How Smart is Your Artificial Intelligence?

This blog looks at how we can determine the smartness of an Artificial Intelligence by measuring its performance on real-world problems.

How Well Does the Curve Fit the Data?

If our curves do not fit the data well then our models do not explain reality and to have intelligence we need to be right at least most of the time so it is important to find a way to measure how well the model fits the data. This is really the key to implementing Artificial Intelligence.  A clear and unambiguous way of measuring the successful application of an AI to solving a real-world problem. Unfortunately this is harder than it sounds, much harder.  The difficulty starts in the lab as researchers and scientist will usually begin by constraining their problem in order to control the variables and apply the scientific method to test the efficacy of the solution.  The AI is often found to perform well within the constrained environment but adding all the variability of the real-world impairs the performance such that it is little better than the naive solution.  For example, in stock market forecasting the naive solution is normally taken as today’s price used to predict tomorrows price and many AI based forecasters struggle to improve on this simple approach in the long run. There are two main reasons (other than that the model is just wrong) why these occurs; over-fitting and peeking.

Over-fitting

Creating and refining an AI solution often involves some form of optimsation of a set of parameters controlling the behaviour of the AI, such as evolving the weights in the Artificial Synapses of an Artificial Neural Network with a process called Back-propagation which repeatedly uses the errors appearing at its output, when measured against data known as the training set, to modify the weights such that the errors are gradually reduced to a minimum. If this is done too aggressively, on too small a training set the patterns learned by the AI can be artifacts of the data set itself rather the the underlying processes that cause the data being observed.

For example, if we think back to the weight and height metrics in a previous blog, imagine a case where the data we are using happens to be a database of only basketball players.  When we applied this model to the general population it would tend to over-estimate peoples height for a given weight or conversely, underestimate their weight for a given height.  The model of the real-world that the AI has learnt is too specific due to the fact that the data it is seeing is actually only representing a narrow part.

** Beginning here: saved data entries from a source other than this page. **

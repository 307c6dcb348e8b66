//! Command-line interface for mpdeps.
//!
//! # Available Commands
//!
//! - `build` - Resolve the components and filters of every unit in a project
//!   and emit markup and filter modules
//!
//! # Global Options
//!
//! All commands support these global options:
//! - `--verbose` - Enable debug output
//! - `--quiet` - Suppress all output except errors
//! - `--config` - Path to the project configuration (also `MPDEPS_CONFIG`)
//!
//! # Example
//!
//! ```bash
//! # Build the project in the current directory
//! mpdeps build
//!
//! # Build another project and print the summary as JSON
//! mpdeps build --project ../shop --json
//! ```

mod build;

use anyhow::Result;
use clap::{Parser, Subcommand};
use std::path::PathBuf;

use crate::constants::CONFIG_ENV_VAR;

pub use build::BuildCommand;

/// Settings derived from the global options before a command runs.
#[derive(Debug, Clone, Default)]
pub struct CliConfig {
    /// Log filter directive, `None` when logging is off
    pub log_level: Option<String>,

    /// Explicit configuration file
    pub config_path: Option<PathBuf>,
}

impl CliConfig {
    /// Whether command output other than errors is suppressed.
    pub const fn is_quiet(&self) -> bool {
        self.log_level.is_none()
    }
}

/// Command-line arguments of `mpdeps`.
#[derive(Parser, Debug)]
#[command(
    name = "mpdeps",
    about = "Incremental component and filter resolution for mini-program builds",
    version,
    author,
    long_about = "mpdeps resolves which components and filter functions every unit of a \
                  mini-program project depends on, keeps the global component registry \
                  consistent, and emits the resulting markup and filter modules."
)]
pub struct Cli {
    #[command(subcommand)]
    command: Commands,

    /// Enable debug output
    #[arg(short, long, global = true)]
    verbose: bool,

    /// Suppress all output except errors
    #[arg(short, long, global = true, conflicts_with = "verbose")]
    quiet: bool,

    /// Path to mpdeps.toml
    #[arg(short, long, global = true, env = CONFIG_ENV_VAR)]
    config: Option<PathBuf>,
}

#[derive(Subcommand, Debug)]
enum Commands {
    /// Resolve dependencies and emit markup for a project
    Build(BuildCommand),
}

impl Cli {
    /// Run the parsed command with settings from the global options.
    pub async fn execute(self) -> Result<()> {
        let config = self.build_config();
        self.execute_with_config(config).await
    }

    /// Derive [`CliConfig`] from the global options.
    #[must_use]
    pub fn build_config(&self) -> CliConfig {
        let log_level = if self.verbose {
            Some("debug".to_string())
        } else if self.quiet {
            None
        } else {
            Some("info".to_string())
        };

        CliConfig {
            log_level,
            config_path: self.config.clone(),
        }
    }

    /// Run the parsed command with explicit settings.
    pub async fn execute_with_config(self, config: CliConfig) -> Result<()> {
        match self.command {
            Commands::Build(cmd) => cmd.execute(&config).await,
        }
    }
}
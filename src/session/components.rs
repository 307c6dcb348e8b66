//! Component fork: local components merged over the global registry.

use anyhow::Result;
use indexmap::IndexMap;

use super::BuildSession;
use super::replay::ComponentResolutionCall;
use crate::core::UnitId;
use crate::layout::normalize_component_name;
use crate::registry::RegistrySnapshot;
use crate::store::{ComponentMap, FileRecordStore, RecordPatch, Slot};

/// Publish `local` overlaid on `snapshot` as the unit's components.
pub(super) fn merge_components(
    store: &FileRecordStore,
    unit: &UnitId,
    local: &ComponentMap,
    snapshot: &RegistrySnapshot,
) {
    let merged = ComponentMap::merged(&snapshot.components, local);
    tracing::trace!(
        target: "resolve",
        "{unit}: {} components against registry version {}",
        merged.len(),
        snapshot.version
    );
    store.upsert(unit, RecordPatch::new().components(Slot::Ready(merged)).registry_version(snapshot.version));
}

impl BuildSession {
    pub(super) async fn resolve_components(self, unit: UnitId, declared: IndexMap<String, String>) {
        if let Err(e) = self.try_resolve_components(&unit, &declared).await {
            let reason = format!("{e:#}");
            tracing::warn!(target: "resolve", "Component resolution of {unit} failed: {reason}");
            self.inner.store.upsert(&unit, RecordPatch::new().components(Slot::Failed(reason)));
        }
    }

    async fn try_resolve_components(&self, unit: &UnitId, declared: &IndexMap<String, String>) -> Result<()> {
        let inner = &self.inner;
        let context = unit.context();

        let resolved = futures::future::join_all(
            declared.values().map(|reference| inner.host.resolver.resolve(context, reference)),
        )
        .await;

        let mut local = ComponentMap::new();
        for ((name, reference), result) in declared.iter().zip(resolved) {
            match result {
                Ok(path) => local.insert(normalize_component_name(name), inner.layout.component_target(&path)),
                Err(e) => {
                    tracing::warn!(target: "resolve", "{unit}: skipping component {name} ({reference}): {e:#}");
                }
            }
        }

        inner.replay.record_components(
            unit.clone(),
            ComponentResolutionCall {
                local: local.clone(),
            },
        );

        // A rebuild committing between the snapshot read and the upsert would
        // leave this unit behind, so merge until the versions agree
        loop {
            let snapshot = inner
                .gate
                .await_value("global components", || inner.registry.snapshot().map(Ok))
                .await?;
            merge_components(&inner.store, unit, &local, &snapshot);

            if inner.registry.current_version() == Some(snapshot.version) {
                return Ok(());
            }
        }
    }
}
//! Core traits for store-agnostic reconciliation.
//!
//! - [`Store`]: run a statement against a database and return text rows
//! - [`Dialect`]: SQL syntax strategy for a database engine
//!
//! # Design Patterns
//!
//! - **Strategy**: `Dialect` provides interchangeable quoting and literal rules
//! - **Template Method**: `Store::list_keys`, `row_count`, `list_tables` and
//!   `ping` are built on `execute_query` and the store's dialect, so a driver
//!   only has to move statements and rows.

use std::collections::BTreeSet;

use async_trait::async_trait;
use chrono::NaiveDateTime;

use crate::error::{ReconcileError, Result};

use super::schema::ColumnSpec;
use super::value::KeyValue;

/// Rows returned by a store, as text cells.
///
/// `None` cells are SQL NULL. Statements without a result set return an
/// output with no columns and no rows.
#[derive(Debug, Clone, Default, PartialEq)]
pub struct QueryOutput {
    /// Column labels, in select order. May be empty when no row was returned.
    pub columns: Vec<String>,
    /// Row cells, one vector per row.
    pub rows: Vec<Vec<Option<String>>>,
}

impl QueryOutput {
    /// Create an output from labels and rows.
    pub fn new(columns: Vec<String>, rows: Vec<Vec<Option<String>>>) -> Self {
        Self { columns, rows }
    }

    /// Output of a statement that returned no result set.
    pub fn empty() -> Self {
        Self::default()
    }

    /// Number of rows.
    #[must_use]
    pub fn len(&self) -> usize {
        self.rows.len()
    }

    /// Whether no row was returned.
    #[must_use]
    pub fn is_empty(&self) -> bool {
        self.rows.is_empty()
    }

    /// Index of a column by label (case-insensitive).
    pub fn column_index(&self, name: &str) -> Option<usize> {
        self.columns
            .iter()
            .position(|c| c.eq_ignore_ascii_case(name))
    }

    /// Interpret the first column of every row as a primary key.
    pub fn keys(&self, key: &ColumnSpec, context: &str) -> Result<Vec<KeyValue>> {
        self.rows
            .iter()
            .enumerate()
            .map(|(i, row)| {
                let cell = row.first().ok_or_else(|| {
                    ReconcileError::parse(context, format!("row {} has no cells", i + 1))
                })?;
                let raw = cell.as_deref().ok_or_else(|| {
                    ReconcileError::parse(context, format!("row {} has a NULL key", i + 1))
                })?;
                KeyValue::parse(raw, key.kind).ok_or_else(|| {
                    ReconcileError::parse(
                        context,
                        format!("row {}: {:?} is not a valid {} key", i + 1, raw, key.name),
                    )
                })
            })
            .collect()
    }

    /// Interpret the output as a single integer cell (e.g. `COUNT(*)`).
    pub fn single_integer(&self, context: &str) -> Result<i64> {
        match self.rows.as_slice() {
            [row] => match row.first() {
                Some(Some(raw)) => raw.trim().parse::<i64>().map_err(|_| {
                    ReconcileError::parse(context, format!("{:?} is not an integer", raw))
                }),
                _ => Err(ReconcileError::parse(context, "expected one non-null cell")),
            },
            rows => Err(ReconcileError::parse(
                context,
                format!("expected exactly one row, got {}", rows.len()),
            )),
        }
    }

    /// Non-null values of the first column.
    pub fn first_column(&self) -> Vec<String> {
        self.rows
            .iter()
            .filter_map(|row| row.first().cloned().flatten())
            .collect()
    }
}

/// SQL syntax strategy for different database engines.
pub trait Dialect: Send + Sync {
    /// Get the dialect identifier (e.g., "mysql", "postgres").
    fn name(&self) -> &str;

    /// Quote an identifier (table name, column name, etc.).
    ///
    /// - MySQL: `` `identifier` ``
    /// - PostgreSQL: `"identifier"`
    fn quote_ident(&self, name: &str) -> String;

    /// Render a text value as a quoted string literal.
    ///
    /// Returns a message when the value cannot be represented in this dialect.
    fn quote_text(&self, value: &str) -> std::result::Result<String, String>;

    /// Parse a string literal produced by [`Dialect::quote_text`] back into its value.
    fn decode_text(&self, literal: &str) -> Option<String>;

    /// Query listing the tables of the current database/schema, one per row.
    fn list_tables_query(&self) -> String;

    /// Render a timestamp literal.
    fn timestamp_literal(&self, ts: NaiveDateTime) -> String {
        format!("'{}'", ts.format("%Y-%m-%d %H:%M:%S"))
    }

    /// Query listing every key of a table in ascending order.
    fn select_keys_query(&self, table: &str, key_column: &str) -> String {
        let key = self.quote_ident(key_column);
        format!(
            "SELECT {} FROM {} ORDER BY {}",
            key,
            self.quote_ident(table),
            key
        )
    }

    /// Query counting the rows of a table.
    fn count_query(&self, table: &str) -> String {
        format!("SELECT COUNT(*) FROM {}", self.quote_ident(table))
    }
}

/// A database the reconciliation reads from or writes to.
///
/// Implementations decide the transport (client process, native driver);
/// the core only sees statements going in and text rows coming out.
///
/// Errors:
/// - [`ReconcileError::StoreUnavailable`] when the store cannot be reached
/// - [`ReconcileError::RowExecution`] when the store rejected the statement
/// - [`ReconcileError::Parse`] when the store's output could not be interpreted
#[async_trait]
pub trait Store: Send + Sync {
    /// Short label used in logs and reports ("source", "target", ...).
    fn name(&self) -> &str;

    /// Statement dialect of this store.
    fn dialect(&self) -> &dyn Dialect;

    /// Run a statement and return its rows.
    async fn execute_query(&self, sql: &str) -> Result<QueryOutput>;

    /// List every primary key of a table, ascending.
    async fn list_keys(&self, table: &str, key: &ColumnSpec) -> Result<Vec<KeyValue>> {
        let sql = self.dialect().select_keys_query(table, &key.name);
        let output = self.execute_query(&sql).await?;
        output.keys(key, &format!("{} key list of {}", self.name(), table))
    }

    /// Count the rows of a table.
    async fn row_count(&self, table: &str) -> Result<i64> {
        let sql = self.dialect().count_query(table);
        let output = self.execute_query(&sql).await?;
        output.single_integer(&format!("{} row count of {}", self.name(), table))
    }

    /// List the tables of the store.
    async fn list_tables(&self) -> Result<BTreeSet<String>> {
        let sql = self.dialect().list_tables_query();
        let output = self.execute_query(&sql).await?;
        Ok(output.first_column().into_iter().collect())
    }

    /// Check that the store answers.
    async fn ping(&self) -> Result<()> {
        self.execute_query("SELECT 1").await.map(|_| ())
    }
}
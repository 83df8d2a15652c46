//! Key-set differencing between source and target.
//!
//! The full key list of both stores is read and compared in memory:
//! `missing = source - target` (to replicate), `extra = target - source`
//! (reported only). For reports, the first missing rows can be fetched in
//! full with [`sample_missing`].

use indexmap::IndexMap;
use serde::{Deserialize, Serialize};
use tracing::{debug, info, warn};

use crate::core::schema::TableSpec;
use crate::core::traits::Store;
use crate::core::value::{KeySet, KeyValue};
use crate::error::{ReconcileError, Result, EXIT_DEGRADED};
use crate::fetch::fetch_rows;

/// A source row in text form, column name to cell (`None` is NULL).
pub type SampleRow = IndexMap<String, Option<String>>;

/// How a key listing that cannot be parsed is handled.
#[derive(Debug, Clone, Copy, Default)]
pub struct DiffOptions {
    /// Treat the side as an empty key set (flagged `Unparseable`) instead of failing.
    pub tolerate_unparseable_keys: bool,
}

/// Whether a side's key set was actually observed.
#[derive(Debug, Clone, PartialEq, Eq, Serialize, Deserialize)]
#[serde(rename_all = "snake_case")]
pub enum KeySetStatus {
    Confirmed,
    /// The listing could not be parsed and was treated as empty.
    Unparseable(String),
}

impl KeySetStatus {
    pub fn is_confirmed(&self) -> bool {
        matches!(self, KeySetStatus::Confirmed)
    }
}

/// Smallest and largest key of one side.
#[derive(Debug, Clone, PartialEq, Eq, Serialize, Deserialize)]
pub struct KeyRange {
    pub min: KeyValue,
    pub max: KeyValue,
}

impl KeyRange {
    /// Range of a key set, `None` when it is empty.
    pub fn of(keys: &KeySet) -> Option<Self> {
        Some(Self {
            min: keys.first()?.clone(),
            max: keys.last()?.clone(),
        })
    }
}

/// Result of comparing the key sets of one table.
#[derive(Debug, Clone, Serialize, Deserialize)]
pub struct KeyDiff {
    /// Source table name.
    pub table: String,
    /// Keys in the source but not in the target, ascending.
    pub missing: Vec<KeyValue>,
    /// Keys in the target but not in the source, ascending.
    pub extra: Vec<KeyValue>,
    pub source_total: usize,
    pub target_total: usize,
    pub source_status: KeySetStatus,
    pub target_status: KeySetStatus,
    pub source_range: Option<KeyRange>,
    pub target_range: Option<KeyRange>,
    /// Full source rows of the first missing keys, ascending by key.
    #[serde(default, skip_serializing_if = "Vec::is_empty")]
    pub sample: Vec<SampleRow>,
}

impl KeyDiff {
    /// Both key sets were observed.
    pub fn is_confirmed(&self) -> bool {
        self.source_status.is_confirmed() && self.target_status.is_confirmed()
    }

    /// Both sides hold the same keys.
    pub fn in_sync(&self) -> bool {
        self.is_confirmed() && self.missing.is_empty() && self.extra.is_empty()
    }
}

/// Exit code of a diff-only command: degraded unless every table is in sync.
pub fn diff_exit_code(diffs: &[KeyDiff]) -> u8 {
    if diffs.iter().all(KeyDiff::in_sync) {
        0
    } else {
        EXIT_DEGRADED
    }
}

/// Pure set difference: `(source - target, target - source)`, both ascending.
pub fn compare_key_sets(source: &KeySet, target: &KeySet) -> (Vec<KeyValue>, Vec<KeyValue>) {
    let missing = source.difference(target).cloned().collect();
    let extra = target.difference(source).cloned().collect();
    (missing, extra)
}

/// Compare the primary keys of `table` in both stores.
pub async fn diff_keys(
    source: &dyn Store,
    target: &dyn Store,
    table: &TableSpec,
    options: &DiffOptions,
) -> Result<KeyDiff> {
    let key = table.key_column()?;
    let target_key = table.target_key_column()?;

    let source_result = source.list_keys(&table.name, key).await;
    let (source_keys, source_status) = observe(source_result, source.name(), options)?;

    let target_result = target.list_keys(table.target_table(), &target_key).await;
    let (target_keys, target_status) = observe(target_result, target.name(), options)?;

    let (missing, extra) = compare_key_sets(&source_keys, &target_keys);

    info!(
        "{}: source={} target={} missing={} extra={}",
        table.name,
        source_keys.len(),
        target_keys.len(),
        missing.len(),
        extra.len()
    );

    Ok(KeyDiff {
        table: table.name.clone(),
        missing,
        extra,
        source_total: source_keys.len(),
        target_total: target_keys.len(),
        source_range: KeyRange::of(&source_keys),
        target_range: KeyRange::of(&target_keys),
        source_status,
        target_status,
        sample: Vec::new(),
    })
}

/// Fetch the full source rows of the first `limit` missing keys into `diff.sample`.
pub async fn sample_missing(
    source: &dyn Store,
    table: &TableSpec,
    diff: &mut KeyDiff,
    limit: usize,
    chunk_size: usize,
) -> Result<()> {
    let keys = &diff.missing[..diff.missing.len().min(limit)];
    if keys.is_empty() {
        return Ok(());
    }

    let key_column = table.key_column()?;
    let mut rows = fetch_rows(source, table, keys, chunk_size).await?;
    rows.sort_by_cached_key(|row| row.get(&key_column.name).and_then(KeyValue::from_value));
    debug!("{}: sampled {} of {} missing rows", table.name, rows.len(), keys.len());

    diff.sample = rows
        .iter()
        .map(|row| {
            row.iter()
                .map(|(name, value)| (name.clone(), value.to_cell()))
                .collect()
        })
        .collect();
    Ok(())
}

fn observe(
    result: Result<Vec<KeyValue>>,
    store: &str,
    options: &DiffOptions,
) -> Result<(KeySet, KeySetStatus)> {
    match result {
        Ok(keys) => Ok((keys.into_iter().collect(), KeySetStatus::Confirmed)),
        Err(ReconcileError::Parse { context, message }) if options.tolerate_unparseable_keys => {
            warn!(
                "{}: key listing unparseable ({}: {}), treating as empty",
                store, context, message
            );
            Ok((
                KeySet::new(),
                KeySetStatus::Unparseable(format!("{}: {}", context, message)),
            ))
        }
        Err(e) => Err(e),
    }
}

What we want is a model that can “generalise” across data from the real-world and maintain a reasonable degree of accuracy.  We can do this by making sure that the data we use to training the AI contains examples of all variations observed in the real-world with an appropriate frequency that is similarly manifest in the real-world.  Sometimes this is not possible, because we don’t have access to the data in a historical format or the phenomena is not well understood so that it is not possible to say that every permutation possible has yet occurred for data to be captured about

Also, the processes underpinning a phenomena can be in a state of flux and even though we accurately model them from past data, tomorrow a new or modified process causes the real-world and the model to diverge.  This is often know as a shifting baseline.

Another technique used to manage “over fitting” is to terminate the learning process early so that the specifics of any one data point is not to influential to the overall data set.  In this way erroneous data points or poorly represented data points (either too frequent or not frequent enough) do not skew the results and AI is not focused on the fine details of the data set but rather the broad relationship represented by the data set as a whole.

Peeking

Another problem can occur that is notoriously difficult to avoid, know as Peeking,  Peeking occurs when knowledge of future data leaks into the environment used to evolve the AI’s leaning.  This can be as simple as measuring the performance of the AI based on the errors it generates on the data used to train it or as insidious as the researcher or scientist unconsciously introducing bias into the AI by tweaking parameters with the knowledge of what exists in the data set used for testing the AI’s performance.  This is potentially so significant that best practice is to avoid keeping the “testing” data set within the same storage environments as the training data and ensuring that the researchers themselves have never been exposed to the data in anyway included reading about its characteristics from text written by a third party.  In the real-world there is no way of knowing what future data will look like so the best way to replicate the real-world in the training and testing environment is to ensure data from the future does not pollute the present and thereby skew the performance of the AI.  Anyone who has worked in this field has invariably been tripped up by seemingly miraculous results only to find later on that they have some how incorporate impossible future knowledge in their environment.

Error Measures and Cost Functions

As previously mentioned the aim of an AI is to understand the real-world and the way we measure how well it can do this is to compare its response to what the real-world is actually doing and then assigning a measure of error against this.  We then evolve or train the system to reduce the error it makes in estimating the real-world problem we have set it. Although this seems quite straight forward, the way the measurement is constructed can impact how well the AI learns to generalise. Different measures are also more suited to different learning algorithms due to specific mathematical characteristics that can be exploited that make the learning process more efficient.

The way in which we interpret and measure the accuracy of the model can be very important and this is analogous to the idea that statistics can be used to represent any view you desired, aka Lies, Damn Lies and Statistics. It would be unfair to state that the error measures and cost functions are misleading but it would be accurate to state that the choice of the measurement can be interpreted in different ways in different circumstances and what is good for one domain may not work well in another.